## ABOUT THIS EXERCISE
This task calls for copying every line in the data below that contains the word "tiers".

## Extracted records
════════════════

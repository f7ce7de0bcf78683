//! Configuration types for the merge-and-recompress pipeline.
//!
//! All pipeline behaviour is controlled through [`PipelineConfig`], built via
//! its [`PipelineConfigBuilder`]. The three constants the surrounding system is
//! expected to override are the byte budget ([`MAX_OUTPUT_SIZE`]), the tier
//! ladder ([`default_ladder`]) and the per-invocation timeout for external
//! tools ([`DEFAULT_TIER_TIMEOUT_SECS`]).

use crate::error::PipelineError;
use crate::pipeline::encode::{ImageCodec, JpegCodec};
use crate::pipeline::transform::{DocumentTransform, GhostscriptTransform};
use crate::progress::ProgressCallback;
use serde::{Deserialize, Serialize};
use std::fmt;
use std::str::FromStr;
use std::sync::Arc;
use std::time::Duration;

/// Default output budget: 10 MiB.
pub const MAX_OUTPUT_SIZE: u64 = 10 * 1024 * 1024;

/// Default wall-clock limit for one external tool invocation.
pub const DEFAULT_TIER_TIMEOUT_SECS: u64 = 60;

/// The built-in ladder, gentlest first.
pub fn default_ladder() -> Vec<CompressionTier> {
    vec![
        CompressionTier::new(ResolutionClass::Printer, 80),
        CompressionTier::new(ResolutionClass::Ebook, 65),
        CompressionTier::new(ResolutionClass::Ebook, 50),
        CompressionTier::new(ResolutionClass::Screen, 35),
        CompressionTier::new(ResolutionClass::Screen, 20),
    ]
}

/// Configuration for one pipeline run.
///
/// Built via [`PipelineConfig::builder()`] or using
/// [`PipelineConfig::default()`].
///
/// # Example
/// ```rust
/// use pdfpack::{PipelineConfig, TierChaining};
///
/// let config = PipelineConfig::builder()
///     .max_output_size(5 * 1024 * 1024)
///     .chaining(TierChaining::Cumulative)
///     .build()
///     .unwrap();
/// ```
#[derive(Clone)]
pub struct PipelineConfig {
    /// Maximum acceptable output size in bytes. Default: [`MAX_OUTPUT_SIZE`].
    pub max_output_size: u64,

    /// Ordered ladder of tiers, most gentle first. Default: [`default_ladder`].
    pub tiers: Vec<CompressionTier>,

    /// Whether each tier starts from the merged bytes or from the previous
    /// tier's output. Default: [`TierChaining::FromOriginal`].
    pub chaining: TierChaining,

    /// Wall-clock limit for each external tool invocation (repair or tier
    /// rewrite). Default: 60 s.
    pub tier_timeout: Duration,

    /// Number of images re-encoded concurrently inside one tier. Default: 4.
    pub concurrency: usize,

    /// Flate-compress unfiltered streams of the merged document. Default: true.
    pub compress_streams: bool,

    /// Download timeout for URL inputs in seconds. Default: 120.
    pub download_timeout_secs: u64,

    /// In-process image codec used by the recompression walker.
    pub codec: Arc<dyn ImageCodec>,

    /// Structural repair pass for inputs that fail to open.
    /// `None` disables repair: a malformed input is then immediately fatal.
    /// Default: Ghostscript (`gs`) when installed.
    pub repair: Option<Arc<dyn DocumentTransform>>,

    /// Optional whole-document rewrite run after the in-process image pass of
    /// every tier. Default: `None`.
    pub tier_transform: Option<Arc<dyn DocumentTransform>>,

    /// Optional observer for stage/tier events.
    pub progress_callback: Option<ProgressCallback>,
}

impl Default for PipelineConfig {
    fn default() -> Self {
        Self {
            max_output_size: MAX_OUTPUT_SIZE,
            tiers: default_ladder(),
            chaining: TierChaining::default(),
            tier_timeout: Duration::from_secs(DEFAULT_TIER_TIMEOUT_SECS),
            concurrency: 4,
            compress_streams: true,
            download_timeout_secs: 120,
            codec: Arc::new(JpegCodec),
            repair: Some(Arc::new(GhostscriptTransform::default())),
            tier_transform: None,
            progress_callback: None,
        }
    }
}

impl fmt::Debug for PipelineConfig {
    fn fmt(&self, f: &mut fmt::Formatter<'_>) -> fmt::Result {
        f.debug_struct("PipelineConfig")
            .field("max_output_size", &self.max_output_size)
            .field("tiers", &self.tiers)
            .field("chaining", &self.chaining)
            .field("tier_timeout", &self.tier_timeout)
            .field("concurrency", &self.concurrency)
            .field("compress_streams", &self.compress_streams)
            .field("download_timeout_secs", &self.download_timeout_secs)
            .field("codec", &self.codec.name())
            .field("repair", &self.repair.as_ref().map(|t| t.name()))
            .field("tier_transform", &self.tier_transform.as_ref().map(|t| t.name()))
            .field(
                "progress_callback",
                &self.progress_callback.as_ref().map(|_| "<dyn PipelineProgressCallback>"),
            )
            .finish()
    }
}

impl PipelineConfig {
    /// Create a new builder for `PipelineConfig`.
    pub fn builder() -> PipelineConfigBuilder {
        PipelineConfigBuilder {
            config: Self::default(),
        }
    }
}

/// Builder for [`PipelineConfig`].
#[derive(Debug)]
pub struct PipelineConfigBuilder {
    config: PipelineConfig,
}

impl PipelineConfigBuilder {
    pub fn max_output_size(mut self, bytes: u64) -> Self {
        self.config.max_output_size = bytes;
        self
    }

    pub fn tiers(mut self, tiers: Vec<CompressionTier>) -> Self {
        self.config.tiers = tiers;
        self
    }

    pub fn chaining(mut self, chaining: TierChaining) -> Self {
        self.config.chaining = chaining;
        self
    }

    pub fn tier_timeout(mut self, timeout: Duration) -> Self {
        self.config.tier_timeout = timeout;
        self
    }

    pub fn tier_timeout_secs(self, secs: u64) -> Self {
        self.tier_timeout(Duration::from_secs(secs))
    }

    pub fn concurrency(mut self, n: usize) -> Self {
        self.config.concurrency = n.max(1);
        self
    }

    pub fn compress_streams(mut self, v: bool) -> Self {
        self.config.compress_streams = v;
        self
    }

    pub fn download_timeout_secs(mut self, secs: u64) -> Self {
        self.config.download_timeout_secs = secs;
        self
    }

    pub fn codec(mut self, codec: Arc<dyn ImageCodec>) -> Self {
        self.config.codec = codec;
        self
    }

    pub fn repair(mut self, transform: Arc<dyn DocumentTransform>) -> Self {
        self.config.repair = Some(transform);
        self
    }

    pub fn no_repair(mut self) -> Self {
        self.config.repair = None;
        self
    }

    pub fn tier_transform(mut self, transform: Arc<dyn DocumentTransform>) -> Self {
        self.config.tier_transform = Some(transform);
        self
    }

    pub fn progress_callback(mut self, cb: ProgressCallback) -> Self {
        self.config.progress_callback = Some(cb);
        self
    }

    /// Build the configuration, validating constraints.
    pub fn build(self) -> Result<PipelineConfig, PipelineError> {
        let c = &self.config;
        if c.max_output_size == 0 {
            return Err(PipelineError::InvalidConfig(
                "Output budget must be > 0 bytes".into(),
            ));
        }
        if c.tiers.is_empty() {
            return Err(PipelineError::InvalidConfig(
                "Compression ladder must contain at least one tier".into(),
            ));
        }
        if let Some(bad) = c.tiers.iter().find(|t| !(1..=100).contains(&t.quality)) {
            return Err(PipelineError::InvalidConfig(format!(
                "Tier quality must be 1–100, got {}",
                bad.quality
            )));
        }
        if c.tier_timeout.is_zero() {
            return Err(PipelineError::InvalidConfig(
                "Tier timeout must be > 0".into(),
            ));
        }
        Ok(self.config)
    }
}

// ── Value types ──────────────────────────────────────────────────────────

/// Target resolution preset for a tier.
///
/// The in-process image pass never changes pixel dimensions; this class only
/// reaches an external [`DocumentTransform`] as its downsampling target.
#[derive(Debug, Clone, Copy, PartialEq, Eq, Hash, Serialize, Deserialize)]
#[serde(rename_all = "lowercase")]
pub enum ResolutionClass {
    /// 300 dpi.
    Printer,
    /// 150 dpi.
    Ebook,
    /// 72 dpi.
    Screen,
}

impl ResolutionClass {
    pub fn dpi(self) -> u32 {
        match self {
            ResolutionClass::Printer => 300,
            ResolutionClass::Ebook => 150,
            ResolutionClass::Screen => 72,
        }
    }

    pub fn as_str(self) -> &'static str {
        match self {
            ResolutionClass::Printer => "printer",
            ResolutionClass::Ebook => "ebook",
            ResolutionClass::Screen => "screen",
        }
    }
}

impl FromStr for ResolutionClass {
    type Err = PipelineError;

    fn from_str(s: &str) -> Result<Self, Self::Err> {
        match s.trim().to_ascii_lowercase().as_str() {
            "printer" | "print" => Ok(ResolutionClass::Printer),
            "ebook" => Ok(ResolutionClass::Ebook),
            "screen" => Ok(ResolutionClass::Screen),
            other => Err(PipelineError::InvalidConfig(format!(
                "Unknown resolution class '{other}' (expected printer, ebook or screen)"
            ))),
        }
    }
}

/// One rung of the recompression ladder.
#[derive(Debug, Clone, Copy, PartialEq, Eq, Serialize, Deserialize)]
pub struct CompressionTier {
    pub resolution: ResolutionClass,
    /// JPEG quality factor, 1–100.
    pub quality: u8,
}

impl CompressionTier {
    pub const fn new(resolution: ResolutionClass, quality: u8) -> Self {
        Self {
            resolution,
            quality,
        }
    }
}

impl fmt::Display for CompressionTier {
    fn fmt(&self, f: &mut fmt::Formatter<'_>) -> fmt::Result {
        write!(f, "{}:{}", self.resolution.as_str(), self.quality)
    }
}

impl FromStr for CompressionTier {
    type Err = PipelineError;

    /// Parse `class:quality`, e.g. `ebook:65`.
    fn from_str(s: &str) -> Result<Self, Self::Err> {
        let (class, quality) = s.split_once(':').ok_or_else(|| {
            PipelineError::InvalidConfig(format!("Tier '{s}' must look like 'ebook:65'"))
        })?;
        let quality: u8 = quality.trim().parse().map_err(|_| {
            PipelineError::InvalidConfig(format!("Tier '{s}' has a non-numeric quality"))
        })?;
        Ok(CompressionTier::new(class.parse()?, quality))
    }
}

/// Parse a comma-separated ladder such as `printer:80,ebook:60,screen:30`.
pub fn parse_ladder(s: &str) -> Result<Vec<CompressionTier>, PipelineError> {
    s.split(',')
        .filter(|part| !part.trim().is_empty())
        .map(str::parse)
        .collect()
}

/// Source of each tier's input once the first tier has missed the budget.
///
/// * `FromOriginal`: every tier re-encodes the merged document. Idempotent;
///   output size is monotonic in the ladder's quality.
/// * `Cumulative`: each tier re-encodes the previous tier's output. Quality
///   loss compounds, so repeated application keeps shrinking the document.
#[derive(Debug, Clone, Copy, PartialEq, Eq, Default, Serialize, Deserialize)]
#[serde(rename_all = "kebab-case")]
pub enum TierChaining {
    #[default]
    FromOriginal,
    Cumulative,
}

impl FromStr for TierChaining {
    type Err = PipelineError;

    fn from_str(s: &str) -> Result<Self, Self::Err> {
        match s.trim().to_ascii_lowercase().as_str() {
            "from-original" | "original" => Ok(TierChaining::FromOriginal),
            "cumulative" => Ok(TierChaining::Cumulative),
            other => Err(PipelineError::InvalidConfig(format!(
                "Unknown chaining policy '{other}' (expected from-original or cumulative)"
            ))),
        }
    }
}

#[cfg(test)]
mod tests {
    use super::*;

    #[test]
    fn default_ladder_gets_lossier() {
        let ladder = default_ladder();
        for pair in ladder.windows(2) {
            assert!(pair[1].quality < pair[0].quality);
            assert!(pair[1].resolution.dpi() <= pair[0].resolution.dpi());
        }
    }

    #[test]
    fn parse_ladder_roundtrips_display() {
        let ladder = parse_ladder("printer:80, ebook:60,screen:30").unwrap();
        assert_eq!(ladder.len(), 3);
        assert_eq!(ladder[1], CompressionTier::new(ResolutionClass::Ebook, 60));
        assert_eq!(ladder[2].to_string(), "screen:30");
    }

    #[test]
    fn parse_ladder_rejects_garbage() {
        assert!(parse_ladder("ebook").is_err());
        assert!(parse_ladder("fax:40").is_err());
        assert!(parse_ladder("ebook:high").is_err());
    }

    #[test]
    fn build_rejects_empty_ladder() {
        let err = PipelineConfig::builder().tiers(vec![]).build().unwrap_err();
        assert!(err.to_string().contains("at least one tier"));
    }

    #[test]
    fn build_rejects_out_of_range_quality() {
        let err = PipelineConfig::builder()
            .tiers(vec![CompressionTier::new(ResolutionClass::Screen, 0)])
            .build()
            .unwrap_err();
        assert!(err.to_string().contains("1–100"));
    }

    #[test]
    fn build_rejects_zero_budget() {
        assert!(PipelineConfig::builder().max_output_size(0).build().is_err());
    }

    #[test]
    fn chaining_parses() {
        assert_eq!(
            "cumulative".parse::<TierChaining>().unwrap(),
            TierChaining::Cumulative
        );
        assert_eq!(
            "from-original".parse::<TierChaining>().unwrap(),
            TierChaining::FromOriginal
        );
        assert!("sideways".parse::<TierChaining>().is_err());
    }

    #[test]
    fn debug_hides_trait_objects() {
        let s = format!("{:?}", PipelineConfig::default());
        assert!(s.contains("jpeg"));
        assert!(s.contains("max_output_size"));
    }
}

════════════════

## RESPONSE
    /// Ordered ladder of tiers, most gentle first. Default: [`default_ladder`].
    pub tiers: Vec<CompressionTier>,
            tiers: default_ladder(),
            .field("tiers", &self.tiers)
    pub fn tiers(mut self, tiers: Vec<CompressionTier>) -> Self {
        self.config.tiers = tiers;
        if c.tiers.is_empty() {
        if let Some(bad) = c.tiers.iter().find(|t| !(1..=100).contains(&t.quality)) {
        let err = PipelineConfig::builder().tiers(vec![]).build().unwrap_err();
            .tiers(vec![CompressionTier::new(ResolutionClass::Screen, 0)])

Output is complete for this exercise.